Repository files navigation

Transistor Software

Docforge — harvest once, apply everywhere

DocForge is a small tooling pair that lets you:

  1. Harvest JSDoc from a TypeScript API surface into a portable YAML docs database (docs-db/*.yaml).
  2. Apply those harvested docs into other source trees (currently focused on Objective‑C .h headers) by looking for <!-- doc-id: ... --> markers.

This repo contains two scripts:

  • harvest.py — scans TypeScript, extracts/normalizes docs, and writes docs-db/*.yaml.
  • apply-docs.py — scans source files (eg. iOS SDK headers), finds doc-id markers, and rewrites the surrounding docblocks with the harvested content.

Requirements

  • Python 3.10+
  • pyyaml

pyyaml is already declared in pyproject.toml, so you generally don’t need to install it manually.

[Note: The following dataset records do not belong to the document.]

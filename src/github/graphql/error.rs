use crate::github::error::ApiRetryableError;

/// Classifies an error reported inside a GraphQL response body.
///
/// The GraphQL endpoint answers 200 even when the query fails, so retry
/// classification has to work from the error message text.
pub fn classify_graphql_error(error_msg: &str) -> ApiRetryableError {
    if error_msg.contains("rate limit") || error_msg.contains("API rate limit") {
        tracing::warn!("GraphQL rate limit reported, will retry: {}", error_msg);
        ApiRetryableError::RateLimit
    } else if error_msg.contains("exceeds maximum")
        || error_msg.contains("node limit")
        || error_msg.contains("MAX_NODE_LIMIT_EXCEEDED")
    {
        tracing::error!(
            "GraphQL query rejected as too large, consider reducing the page size: {}",
            error_msg
        );
        ApiRetryableError::NonRetryable(format!(
            "query too large, consider reducing the page size: {}",
            error_msg
        ))
    } else if error_msg.contains("Could not resolve to an Organization")
        || error_msg.contains("Could not resolve to a Repository")
    {
        ApiRetryableError::NonRetryable(format!("resource not found: {}", error_msg))
    } else if error_msg.contains("timeout")
        || error_msg.contains("timed out")
        || error_msg.contains("Something went wrong while executing your query")
    {
        tracing::warn!("Transient GraphQL failure, will retry: {}", error_msg);
        ApiRetryableError::Retryable(format!("GraphQL server error: {}", error_msg))
    } else if error_msg.contains("validation") || error_msg.contains("syntax") {
        ApiRetryableError::NonRetryable(format!("GraphQL validation error: {}", error_msg))
    } else {
        tracing::warn!("Unclassified GraphQL error, treating as retryable: {}", error_msg);
        ApiRetryableError::Retryable(format!("GraphQL error: {}", error_msg))
    }
}

#[cfg(test)]
mod tests {
    use super::*;

    #[test]
    fn rate_limit_messages_classify_as_rate_limit() {
        assert_eq!(
            classify_graphql_error("API rate limit exceeded for installation"),
            ApiRetryableError::RateLimit
        );
    }

    #[test]
    fn node_limit_messages_are_non_retryable_with_a_page_size_hint() {
        match classify_graphql_error("requesting up to 600000 possible nodes exceeds maximum") {
            ApiRetryableError::NonRetryable(msg) => {
                assert!(msg.contains("consider reducing the page size"))
            }
            other => panic!("unexpected classification: {:?}", other),
        }
    }

    #[test]
    fn missing_organization_is_non_retryable() {
        assert!(matches!(
            classify_graphql_error("Could not resolve to an Organization with the login of 'x'"),
            ApiRetryableError::NonRetryable(_)
        ));
    }

    #[test]
    fn unknown_errors_default_to_retryable() {
        assert!(matches!(
            classify_graphql_error("mysterious hiccup"),
            ApiRetryableError::Retryable(_)
        ));
    }
}
//! CSV row sink
//!
//! Opened once per run and appended to, one row per harvested repository.
//! The header is written only when the file does not exist yet, so a resumed
//! run keeps appending to the interrupted report.

use std::collections::HashSet;
use std::fs::OpenOptions;
use std::path::{Path, PathBuf};

use anyhow::{anyhow, Context, Result};
use csv::WriterBuilder;

use crate::types::stats::{RepoStatsRow, CSV_COLUMNS};

const REPO_NAME_COLUMN: &str = "Repo_Name";

pub struct CsvRowSink {
    writer: csv::Writer<std::fs::File>,
    path: PathBuf,
}

impl CsvRowSink {
    /// Opens the report for appending, creating it with the header row when
    /// absent.
    pub fn create_or_append(path: &Path) -> Result<Self> {
        let is_new = !path.exists();
        let file = OpenOptions::new()
            .create(true)
            .append(true)
            .open(path)
            .with_context(|| format!("Failed to open report file {}", path.display()))?;

        let mut writer = WriterBuilder::new().has_headers(false).from_writer(file);
        if is_new {
            writer
                .write_record(CSV_COLUMNS)
                .with_context(|| format!("Failed to write header to {}", path.display()))?;
            writer
                .flush()
                .with_context(|| format!("Failed to flush header to {}", path.display()))?;
        }

        Ok(Self {
            writer,
            path: path.to_path_buf(),
        })
    }

    /// Appends one row and flushes it, so a killed process never loses an
    /// acknowledged row.
    pub fn append(&mut self, row: &RepoStatsRow) -> Result<()> {
        self.writer
            .serialize(row)
            .with_context(|| format!("Failed to write row to {}", self.path.display()))?;
        self.writer
            .flush()
            .with_context(|| format!("Failed to flush row to {}", self.path.display()))?;
        Ok(())
    }

    pub fn path(&self) -> &Path {
        &self.path
    }
}

/// Reads the set of repository names already present in a report file.
pub fn read_emitted_repo_names(path: &Path) -> Result<HashSet<String>> {
    let mut reader = csv::Reader::from_path(path)
        .with_context(|| format!("Failed to open report file {}", path.display()))?;

    let headers = reader
        .headers()
        .with_context(|| format!("Failed to read the header of {}", path.display()))?
        .clone();
    let name_index = headers
        .iter()
        .position(|column| column == REPO_NAME_COLUMN)
        .ok_or_else(|| {
            anyhow!(
                "Column {} not found in {}",
                REPO_NAME_COLUMN,
                path.display()
            )
        })?;

    let mut names = HashSet::new();
    for record in reader.records() {
        let record =
            record.with_context(|| format!("Failed to read a row of {}", path.display()))?;
        if let Some(name) = record.get(name_index) {
            names.insert(name.to_string());
        }
    }

    Ok(names)
}

#[cfg(test)]
mod tests {
    use super::*;
    use chrono::{TimeZone, Utc};
    use tempfile::tempdir;

    fn sample_row(repo_name: &str) -> RepoStatsRow {
        RepoStatsRow {
            org_name: "acme".to_string(),
            repo_name: repo_name.to_string(),
            is_empty: false,
            last_push: Some(Utc.with_ymd_and_hms(2024, 5, 6, 7, 8, 9).unwrap()),
            last_update: None,
            is_fork: false,
            is_archived: true,
            disk_size_kb: 2048,
            repo_size_mb: 2,
            record_count: 17,
            collaborator_count: 3,
            protected_branch_count: 1,
            pr_review_count: 2,
            pr_review_comment_count: 4,
            commit_comment_count: 5,
            milestone_count: 0,
            pr_count: 2,
            project_count: 0,
            branch_count: 4,
            release_count: 1,
            issue_count: 6,
            issue_event_count: -2,
            issue_comment_count: 9,
            tag_count: 2,
            discussion_count: 0,
            has_wiki: true,
            full_url: "https://github.com/acme/widgets".to_string(),
            migration_issue: false,
            created: Utc.with_ymd_and_hms(2020, 1, 2, 3, 4, 5).unwrap(),
        }
    }

    #[test]
    fn a_new_file_gets_exactly_one_header_row() {
        let dir = tempdir().unwrap();
        let path = dir.path().join("report.csv");

        let mut sink = CsvRowSink::create_or_append(&path).unwrap();
        sink.append(&sample_row("alpha")).unwrap();
        drop(sink);

        let content = std::fs::read_to_string(&path).unwrap();
        let mut lines = content.lines();
        assert_eq!(lines.next().unwrap(), CSV_COLUMNS.join(","));
        assert!(lines.next().unwrap().contains("alpha"));
        assert!(lines.next().is_none());
    }

    #[test]
    fn reopening_appends_without_a_second_header() {
        let dir = tempdir().unwrap();
        let path = dir.path().join("report.csv");

        let mut sink = CsvRowSink::create_or_append(&path).unwrap();
        sink.append(&sample_row("alpha")).unwrap();
        drop(sink);

        let mut sink = CsvRowSink::create_or_append(&path).unwrap();
        sink.append(&sample_row("beta")).unwrap();
        drop(sink);

        let content = std::fs::read_to_string(&path).unwrap();
        let header_count = content
            .lines()
            .filter(|line| line.starts_with("Org_Name"))
            .count();
        assert_eq!(header_count, 1);
        assert_eq!(content.lines().count(), 3);
    }

    #[test]
    fn emitted_names_round_trip_through_the_reader() {
        let dir = tempdir().unwrap();
        let path = dir.path().join("report.csv");

        let mut sink = CsvRowSink::create_or_append(&path).unwrap();
        sink.append(&sample_row("alpha")).unwrap();
        sink.append(&sample_row("beta")).unwrap();
        drop(sink);

        let names = read_emitted_repo_names(&path).unwrap();
        assert_eq!(names.len(), 2);
        assert!(names.contains("alpha"));
        assert!(names.contains("beta"));
    }

    #[test]
    fn negative_event_counts_survive_serialization() {
        let dir = tempdir().unwrap();
        let path = dir.path().join("report.csv");

        let mut sink = CsvRowSink::create_or_append(&path).unwrap();
        sink.append(&sample_row("alpha")).unwrap();
        drop(sink);

        let content = std::fs::read_to_string(&path).unwrap();
        assert!(content.contains(",-2,"));
    }

    #[test]
    fn the_declared_columns_match_the_row_field_order() {
        let mut writer = csv::Writer::from_writer(Vec::new());
        writer.serialize(sample_row("alpha")).unwrap();
        let data = String::from_utf8(writer.into_inner().unwrap()).unwrap();
        let header = data.lines().next().unwrap();
        assert_eq!(header, CSV_COLUMNS.join(","));
    }

    #[test]
    fn a_file_without_the_name_column_is_rejected() {
        let dir = tempdir().unwrap();
        let path = dir.path().join("report.csv");
        std::fs::write(&path, "A,B\n1,2\n").unwrap();

        assert!(read_emitted_repo_names(&path).is_err());
    }
}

If you use uv (recommended), install/sync dependencies from pyproject.toml + uv.lock:

uv sync

If you’re not using uv, you can install with pip:

python -m pip install -r <(python -c 'import tomllib; print("\\n".join(tomllib.load(open("pyproject.toml","rb"))["project"]["dependencies"]))')

Or simply:

python -m pip install pyyaml

When adding a new dependency to this project, use:

uv add <package>

The docs database

harvest.py emits one YAML file per symbol, named after the doc id:

  • Foo.yaml
  • Foo.bar.yaml

Each YAML entry looks like:

id: BackgroundGeolocation.onLocation
source_file: background-geolocation-types/src/core/api/BackgroundGeolocation.ts
signature: 'onLocation(cb: ...): Subscription;'
description: |-
  Subscribe to location events.

  @example example-1
examples:
  example-1:
    title: Example 1
    code:
      ts: |-
        // ...
      objc: |-
        // ...

Important conventions:

  • description is markdown-ish and may contain example placeholders like @example example-1.
  • examples.<key>.code is a map of language → snippet (ts, objc, kotlin, …).
  • When applying, Docforge inserts the chosen language snippet at the placeholder location.

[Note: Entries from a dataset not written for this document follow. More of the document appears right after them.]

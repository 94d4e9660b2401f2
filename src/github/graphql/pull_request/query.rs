use serde::{Deserialize, Serialize};

use crate::types::{Owner, PageCursor, RepositoryName};

const REVIEW_LIMIT: u8 = 50;

#[derive(Debug, Clone, Serialize, Deserialize)]
pub struct RepoPullRequestsVariable {
    pub owner: Owner,
    pub repository_name: RepositoryName,
    pub page_size: u8,
    pub cursor: Option<PageCursor>,
}

/// Builds the pull-request sub-pagination query.
///
/// No explicit ordering: the connection must keep the default order of the
/// embedded first page whose end cursor seeds this query.
pub fn repo_pull_requests_query() -> String {
    format!(
        r#"
        query($owner: String!, $repository_name: String!, $page_size: Int!, $cursor: String) {{
            repository(owner: $owner, name: $repository_name) {{
                pullRequests(first: $page_size, after: $cursor) {{
                    totalCount
                    nodes {{
                        number
                        comments {{
                            totalCount
                        }}
                        commits {{
                            totalCount
                        }}
                        timelineItems {{
                            totalCount
                        }}
                        reviews(first: {review_limit}) {{
                            totalCount
                            nodes {{
                                comments {{
                                    totalCount
                                }}
                            }}
                        }}
                    }}
                    pageInfo {{
                        hasNextPage
                        endCursor
                    }}
                }}
            }}
        }}"#,
        review_limit = REVIEW_LIMIT,
    )
}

Harvesting docs (TypeScript → YAML)

1) Seed a docs database

# Harvest from the default TypeScript root (background-geolocation-types/src)
uv run harvest.py --seed --out-dir docs-db

# Or harvest from a custom TypeScript root
uv run harvest.py --seed --source /path/to/your/types/src --out-dir docs-db

Useful options:

  • --source PATH — TypeScript source root to harvest (default: background-geolocation-types/src).
  • --limit N — stop after writing N YAML files (debugging).
  • --prune — delete YAML files in --out-dir that were not generated in this run (keeps the db tidy).

2) Insert doc-id markers into TypeScript (optional, but recommended)

To make it easy to reference symbols later, you can insert/update a doc-id marker at the top of each harvestable JSDoc block:

# Insert into the default TS root
uv run harvest.py --insert-doc-ids

# Or target a custom TS root
uv run harvest.py --insert-doc-ids --source /path/to/your/types/src

This produces JSDoc blocks like:

/**
 * <!-- doc-id: ActivityType -->
 * iOS Activity Type used with {@link GeoConfig.activityType}.
 */
export const ActivityType = {
  // ...
}

Notes:

  • --insert-doc-ids skips blocks marked @internal or @hidden.
  • Some internal/hidden mixin-style interfaces may still have public member docs; Docforge can alias containers when harvesting (see code comments in harvest.py).

3) Diagnostic helpers

# Dump normalized doc blocks from a file (paths are relative to --source)
uv run harvest.py --dump core/api/BackgroundGeolocation.ts --max-blocks 3

# Or with an explicit source root
uv run harvest.py --dump --source /path/to/your/types/src core/api/BackgroundGeolocation.ts --max-blocks 3

# Dump extracted description/examples summary
uv run harvest.py --dump-extracted core/api/BackgroundGeolocation.ts --max-blocks 3

Applying docs (YAML → Objective‑C headers)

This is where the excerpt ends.